I read this reply before reading the author's name and assumed it was by lojmIt tI'wI' nuv, because of its conservatism, but despite my tendency to be a little liberal with the language in my stories, I agree with QeS.

nIm wIb ngogh is a valid description of milk which has undergone various processes to achieve some degree of solidity and preservation. tIr ngogh describes grain which has been ground and made into a loaf, probably through mixing with water, fat, and leavening agent. Describe further modifications to either in a way that people can understand, and you have something people can understand. Describe them in a way that is ambiguous or unclear and you have something people cannot understand.

I'll bet if we poll even just the native English speakers on this list we won't get agreement on what cheesebread is, so you'd better descrbe well. There will never be THE WORD for anything that isn't Klingon to begin with.

It's like asking an English speaker for words distinguishing among different kinds of fermented fish preserves: you just get English corruptions of lutefisk, prahok, hakarl and surstromming. Or just a look of horror and a gagging sound.

- Qov

At 07:08 27/12/2011, Rohan Fenwick - QeS 'utlh wrote:

jatlhpu' 'anan naHQun:
> bread - tIr ngogh
> cheese - nIm wIb ngogh

jang De'vID, jatlh:
> Do people agree that {nIm wIb} is the word for "cheese" (the substance
> or ingredient) and that {nIm wIb ngogh} refers to a physical block or
> lump of cheese?

Very hesitantly.

But tangentially, this "the word for" thing seems to be becoming common;
it bemuses me a little. To me, what Eurotalk seems to be doing is to say:
"Look, Klingon really *lacks* all these words. But if some Klingon speaker
were to come to Earth and see these Earth things, this is how he might
*describe* it to his friends when he got home." So I can see something
like, "Those Terrans are crazy!

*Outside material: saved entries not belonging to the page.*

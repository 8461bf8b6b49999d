//! Re-exports of performance-oriented collection types.

pub use rustc_hash::{FxHashMap, FxHashSet};
pub use smallvec::SmallVec;
pub use std::collections::BTreeMap;

/// SmallVec optimized for cycle step sequences (usually <8).
pub type SmallVec8<T> = SmallVec<[T; 8]>;

/// SmallVec optimized for decomposition index lists (usually <4).
pub type SmallVec4<T> = SmallVec<[T; 4]>;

They eat this weird food called "cheese",
and what it is is {nIm wIb ngogh}."

But for my part, the fact that Eurotalk seems to be implying all this
makes me shy away from the thought that {nIm wIb} is now "the word for
cheese". It's just how some Klingon chose to explain what cheese is. And
that gives us some good canonical options, but I don't think we should
feel constrained by those. If someone wanted to talk about {nIm QaD} or
{nIm wIb QaDlu'pu'bogh} or {nIm roghmoHlu'pu'bogh} instead, and it gets
the point across, great. (And to me {nIm wIb} could just as well refer
to yoghurt or sour cream. Which is why I'm hesitant about agreeing that
{nIm wIb} is even *a* phrase for cheese, never mind *the* phrase.)

taH:
> What about melted cheese? (There are like a billion kinds of cheese
> with different names here in Switzerland where I'm living.)

SoHvaD Qapbe''a' {tet} "melt"?

> "cheesebread" leghDI' tlhIngan, chay' pong?

Until right now I didn't even know what to call it in English. (The only
time I've ever eaten anything like what you describe was in Georgia, so
I only knew the Georgian name for it, which is "khachapuri".)